NAS DeLand was decommissioned following the end of World War II, its control tower closed, and control of the airfield returned to the City of DeLand. Numerous former military buildings remain standing as part of the airport's industrial park and the Naval Air Station DeLand Museum.

===Current use===
Today, the airport serves as an uncontrolled general aviation reliever airport to commercial operations at Daytona Beach International Airport (DAB), Orlando Sanford International Airport (SFB) and Orlando International Airport (MCO). In 2007, an analysis was completed for the possible establishment of an FAA Level 1 air traffic control tower at DED under the FAA's Contract Tower Program.
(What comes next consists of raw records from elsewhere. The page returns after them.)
//!  Amadeus Travel Tools
//!
//!  Copyright (C) 2026  Mamy Ratsimbazafy
//!
//!  This program is free software: you can redistribute it and/or modify
//!  it under the terms of the GNU Affero General Public License as published by
//!  the Free Software Foundation, either version 3 of the License, or
//!  (at your option) any later version.
//!
//!  This program is distributed in the hope that it will be useful,
//!  but WITHOUT ANY WARRANTY; without even the implied warranty of
//!  MERCHANTABILITY or FITNESS FOR A PARTICULAR PURPOSE.  See the
//!  GNU Affero General Public License for more details.
//!
//!  You should have received a copy of the GNU Affero General Public License
//!  along with this program.  If not, see <http://www.gnu.org/licenses/>.

//! # Client configuration
//!
//! Credentials and endpoint, read once from `AMADEUS_*` environment variables
//! or built in code.

use crate::error::{AmadeusError, Result};
use std::fmt;
use std::time::Duration;

pub const ENV_CLIENT_ID: &str = "AMADEUS_CLIENT_ID";
pub const ENV_CLIENT_SECRET: &str = "AMADEUS_CLIENT_SECRET";
pub const ENV_BASE_URL: &str = "AMADEUS_BASE_URL";

pub const DEFAULT_BASE_URL: &str = "https://test.api.amadeus.com";
pub const DEFAULT_TIMEOUT: Duration = Duration::from_secs(30);

#[derive(Clone)]
pub struct AmadeusConfig {
    client_id: String,
    client_secret: String,
    base_url: String,
    timeout: Duration,
}

impl AmadeusConfig {
    pub fn new(client_id: impl Into<String>, client_secret: impl Into<String>) -> Self {
        Self {
            client_id: client_id.into(),
            client_secret: client_secret.into(),
            base_url: DEFAULT_BASE_URL.to_string(),
            timeout: DEFAULT_TIMEOUT,
        }
    }

    pub fn with_base_url(mut self, base_url: impl Into<String>) -> Self {
        self.base_url = base_url.into().trim_end_matches('/').to_string();
        self
    }

    pub fn with_timeout(mut self, timeout: Duration) -> Self {
        self.timeout = timeout;
        self
    }

    /// Read `AMADEUS_CLIENT_ID`, `AMADEUS_CLIENT_SECRET` and `AMADEUS_BASE_URL`
    pub fn from_env() -> Result<Self> {
        Self::from_lookup(|key| std::env::var(key).ok())
    }

    /// Same as [`AmadeusConfig::from_env`] with a custom variable source
    pub fn from_lookup<F>(lookup: F) -> Result<Self>
    where
        F: Fn(&str) -> Option<String>,
    {
        let non_empty = |key: &str| lookup(key).filter(|v| !v.trim().is_empty());

        let client_id = non_empty(ENV_CLIENT_ID)
            .ok_or_else(|| AmadeusError::Configuration(format!("{ENV_CLIENT_ID} is not set")))?;
        let client_secret = non_empty(ENV_CLIENT_SECRET).ok_or_else(|| {
            AmadeusError::Configuration(format!("{ENV_CLIENT_SECRET} is not set"))
        })?;

        let mut config = Self::new(client_id, client_secret);
        if let Some(base_url) = non_empty(ENV_BASE_URL) {
            config = config.with_base_url(base_url);
        }
        Ok(config)
    }

    pub fn client_id(&self) -> &str {
        &self.client_id
    }

    pub(crate) fn client_secret(&self) -> &str {
        &self.client_secret
    }

    pub fn base_url(&self) -> &str {
        &self.base_url
    }

    pub fn timeout(&self) -> Duration {
        self.timeout
    }

    pub fn token_url(&self) -> String {
        format!("{}/v1/security/oauth2/token", self.base_url)
    }
}

impl fmt::Debug for AmadeusConfig {
    fn fmt(&self, f: &mut fmt::Formatter<'_>) -> fmt::Result {
        f.debug_struct("AmadeusConfig")
            .field("client_id", &self.client_id)
            .field("client_secret", &"<redacted>")
            .field("base_url", &self.base_url)
            .field("timeout", &self.timeout)
            .finish()
    }
}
== Facilities and aircraft ==
DeLand Municipal Airport covers an area of 1,289 acre which contains two asphalt paved runways: 12/30 measuring 6,000 x 100 ft (1,829 x 30 m) and 5/23: 4,300 x 75 ft (1,311 x 23 m).

For the 12-month period ending May 7, 2002, the airport had 77,710 aircraft operations, an average of 212 per day: 99% general aviation, 1% air taxi and <1% military. There are 162 aircraft based at this airport: 70% single-engine, 23% multi-engine, 2% jet, 4% helicopter and 1% ultralight.